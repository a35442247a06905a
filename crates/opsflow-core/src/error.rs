//! Error taxonomy shared by every component of the core.
//!
//! Variants carry enough detail for operators reading logs, but nothing that reaches a user
//! goes through `Display`: user-facing text comes from [`OpsError::user_message`], which never
//! includes connection strings, credentials or upstream bodies.

use thiserror::Error;

pub type Result<T> = std::result::Result<T, OpsError>;

/// Errors surfaced by the gateway, graph service, ledger, checkpoint store and orchestrator.
///
/// `Clone` because graph-query results (including failures) are broadcast to every waiter of a
/// coalesced fetch.
#[derive(Debug, Clone, Error)]
pub enum OpsError {
    /// Connect/timeout/5xx/429 from an upstream. Retried with backoff by the orchestrator.
    #[error("transient upstream failure on {target} ({operation}): {message}")]
    TransientUpstream {
        target: String,
        operation: String,
        message: String,
    },

    /// Upstream answered with a non-retryable status (4xx).
    #[error("upstream {target} rejected {operation} with status {status}")]
    Upstream {
        target: String,
        operation: String,
        status: u16,
    },

    #[error("circuit open for {target}")]
    CircuitOpen { target: String },

    #[error("validation failed: {0}")]
    Validation(String),

    /// Language-model output that could not be parsed (including truncation).
    #[error("malformed model output: {0}")]
    ModelOutput(String),

    #[error("audit item {id} already decided")]
    AuditConflict { id: String },

    #[error("not found: {0}")]
    NotFound(String),

    /// Another worker advanced the thread first (lost the conditional checkpoint insert).
    #[error("thread {0} was advanced concurrently")]
    ThreadBusy(String),

    /// Fatal at startup; never recovered.
    #[error("configuration error: {0}")]
    Configuration(String),

    #[error("storage error: {0}")]
    Storage(String),

    #[error("serialization error: {0}")]
    Serialization(String),
}

impl OpsError {
    /// True for the kinds the retry loop handles with backoff.
    pub fn is_retryable(&self) -> bool {
        matches!(self, OpsError::TransientUpstream { .. })
    }

    /// Text safe to show a user. Never contains upstream bodies, URLs or secrets.
    pub fn user_message(&self) -> String {
        match self {
            OpsError::TransientUpstream { .. } | OpsError::Upstream { .. } => {
                "The workload automation system did not complete the request.".to_string()
            }
            OpsError::CircuitOpen { target } => format!(
                "The {} service is temporarily unavailable. Please try again in a few minutes.",
                target
            ),
            OpsError::Validation(_) | OpsError::ModelOutput(_) => {
                "I could not produce a reliable answer for that request.".to_string()
            }
            OpsError::AuditConflict { .. } => {
                "That approval request has already been decided.".to_string()
            }
            OpsError::NotFound(_) => "The requested item was not found.".to_string(),
            OpsError::ThreadBusy(_) => {
                "This conversation is still processing a previous message.".to_string()
            }
            OpsError::Configuration(_) => {
                "The service is misconfigured. Please contact an administrator.".to_string()
            }
            OpsError::Storage(_) | OpsError::Serialization(_) => {
                "An internal error occurred.".to_string()
            }
        }
    }
}

impl From<sled::Error> for OpsError {
    fn from(e: sled::Error) -> Self {
        OpsError::Storage(e.to_string())
    }
}

impl From<serde_json::Error> for OpsError {
    fn from(e: serde_json::Error) -> Self {
        OpsError::Serialization(e.to_string())
    }
}

impl From<tokio::task::JoinError> for OpsError {
    fn from(e: tokio::task::JoinError) -> Self {
        OpsError::Storage(format!("blocking storage task failed: {}", e))
    }
}

#[cfg(test)]
mod tests {
    use super::*;

    #[test]
    fn user_message_never_echoes_upstream_detail() {
        let err = OpsError::TransientUpstream {
            target: "workload".into(),
            operation: "job_status".into(),
            message: "connect to postgres://admin:hunter2@db:5432 failed".into(),
        };
        let msg = err.user_message();
        assert!(!msg.contains("hunter2"));
        assert!(!msg.contains("postgres://"));
    }

    #[test]
    fn only_transient_upstream_is_retryable() {
        assert!(OpsError::TransientUpstream {
            target: "t".into(),
            operation: "o".into(),
            message: "m".into()
        }
        .is_retryable());
        assert!(!OpsError::CircuitOpen { target: "t".into() }.is_retryable());
        assert!(!OpsError::Validation("bad".into()).is_retryable());
    }
}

........

### EXERCISE
The word "checkpoint" appears in some lines of the data. Copy every one of those lines.

### ANSWER TO THIS PROBLEM
/// Errors surfaced by the gateway, graph service, ledger, checkpoint store and orchestrator.
    /// Another worker advanced the thread first (lost the conditional checkpoint insert).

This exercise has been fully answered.